At the recent Dublin Tech Summit this writer was struck by a Ryanair recruitment stand proudly proclaiming its status as “A data company with 450 aircraft”.
For a company which physically transports 120 million passengers through the skies each year the data company descriptor might strike some observers as somewhat stretched. However, there is no escaping the fact that even the most traditional businesses are increasingly dependent on digital expertise to grow and remain competitive.
Indeed, the Ryanair story would have been very different without a powerful website capable of scaling up and processing more than €7 billion of flight payments each year.

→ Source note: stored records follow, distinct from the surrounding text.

//! entrycheck CLI — the user-facing command-line interface.

use std::path::PathBuf;
use std::process;

use clap::{Parser, Subcommand};

use entrycheck_core::model::QualificationType;

mod commands;

#[derive(Parser)]
#[command(
    name = "entrycheck",
    version,
    about = "Minimum entry-requirement checker"
)]
struct Cli {
    #[command(subcommand)]
    command: Commands,
}

#[derive(Subcommand)]
enum Commands {
    /// Check one applicant against the entry requirements
    Evaluate {
        /// Qualification: spm, olevel, uec
        #[arg(long, short)]
        qualification: QualificationType,

        /// Number of relevant credits
        #[arg(long, default_value = "")]
        credits: String,

        /// English grade
        #[arg(long, default_value = "")]
        english: String,

        /// Mathematics grade
        #[arg(long, default_value = "")]
        math: String,

        /// Bahasa Malaysia grade (SPM only)
        #[arg(long, default_value = "")]
        bm: String,

        /// Rule table file
        #[arg(long)]
        rules: Option<PathBuf>,

        /// Output format: text, json
        #[arg(long, default_value = "text")]
        format: String,
    },

    /// Show the rule table
    Rules {
        /// Only show this qualification
        #[arg(long, short)]
        qualification: Option<QualificationType>,

        /// Rule table file
        #[arg(long)]
        rules: Option<PathBuf>,
    },

    /// Validate a rule table file
    Validate {
        /// Path to rule table file
        #[arg(long)]
        rules: PathBuf,
    },

    /// Step through the checker screen on stdin
    Interactive {
        /// Rule table file
        #[arg(long)]
        rules: Option<PathBuf>,
    },

    /// Create a starter rule table
    Init,
}

fn main() {
    tracing_subscriber::fmt()
        .with_writer(std::io::stderr)
        .with_env_filter(
            tracing_subscriber::EnvFilter::from_default_env()
                .add_directive("entrycheck=info".parse().unwrap()),
        )
        .init();

    let cli = Cli::parse();

    let result = match cli.command {
        Commands::Evaluate {
            qualification,
            credits,
            english,
            math,
            bm,
            rules,
            format,
        } => commands::evaluate::execute(qualification, credits, english, math, bm, rules, format),
        Commands::Rules {
            qualification,
            rules,
        } => commands::rules::execute(qualification, rules),
        Commands::Validate { rules } => commands::validate::execute(rules),
        Commands::Interactive { rules } => commands::interactive::execute(rules),
        Commands::Init => commands::init::execute(),
    };

    if let Err(e) = result {
        eprintln!("Error: {e:#}");
        process::exit(1);
    }
}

For many businesses the successful adoption of technology is a must but it might surprise readers to learn that digital expertise at board level is in short supply in a number of sectors.
The MIT Sloan School of management recently published a paper , “It Pays to Have a Digital Savvy Board”, which revealed the findings of a machine learning analysis of the digital know-how of all the boards of U.S. – listed businesses.
The definition of ‘digital savvy’ was based on directors’ understanding, education and experience of the impact of emerging technologies on business success. And, they measured this competency by analyzing data from surveys, interviews, corporate communications and the bios of 40,000 directors. The results were striking.
Just 24% of listed companies in America with more than $1 billion in revenues had digital savvy boards, and those businesses significantly outperformed other companies on key financial metrics such as revenue growth and market cap growth.
The analysis also discovered the magic number for digital savvy status was “3” i.e. it takes three members of the board to deliver a statistically significant impact.
The financial metrics speak for themselves; companies with three or more digital savvy directors delivered 17% higher profit margins than companies with two or fewer, 38% higher revenue growth , 34% higher return on assets and……34% higher market cap growth.
The effects of digital savvy boards were consistent across industries, although the percentage of such boards varied by industry. Think about Ryanair again, and then wonder at the challenges facing retail (just 24% savvy) and transport(8% savvy) in the table below…
It is incredible to think that the extremely challenged retail industry in the Amazon era is so poorly resourced at board level. It is also interesting to note that specific technology knowledge is not the critical assist but rather experienced insights on transformation decisions and trends.
The MIT Sloan report summarizes this type of digital experience in the board room rather well:
“….rather than focusing on the basics of the technology itself, digitally sophisticated board members use their insight about trends and transformation to help managers explore the bigger picture the business is facing competitively. As one of the directors we interviewed put it: “Digitally savvy directors change the risk conversation from evaluating the project risk of particular initiatives to the business model risk of not doing something new.”
Clearly, this study was conducted with large businesses but inevitably best practices will filter down to smaller companies. Particularly, venture capital practitioners will tell you how critical the founder is to their evaluation of a funding prospect even ranking higher than a fantastically innovative product or service. Start-ups looking to raise funds on Spark Crowdfunding should take note!
On the basis of the MIT Sloan findings above it is worth careful consideration for founders of start ups to impress upon potential investors how they access independent digital savvy counsel.
In fact, what could really impress is a founder who has put together a digital rich advisory board.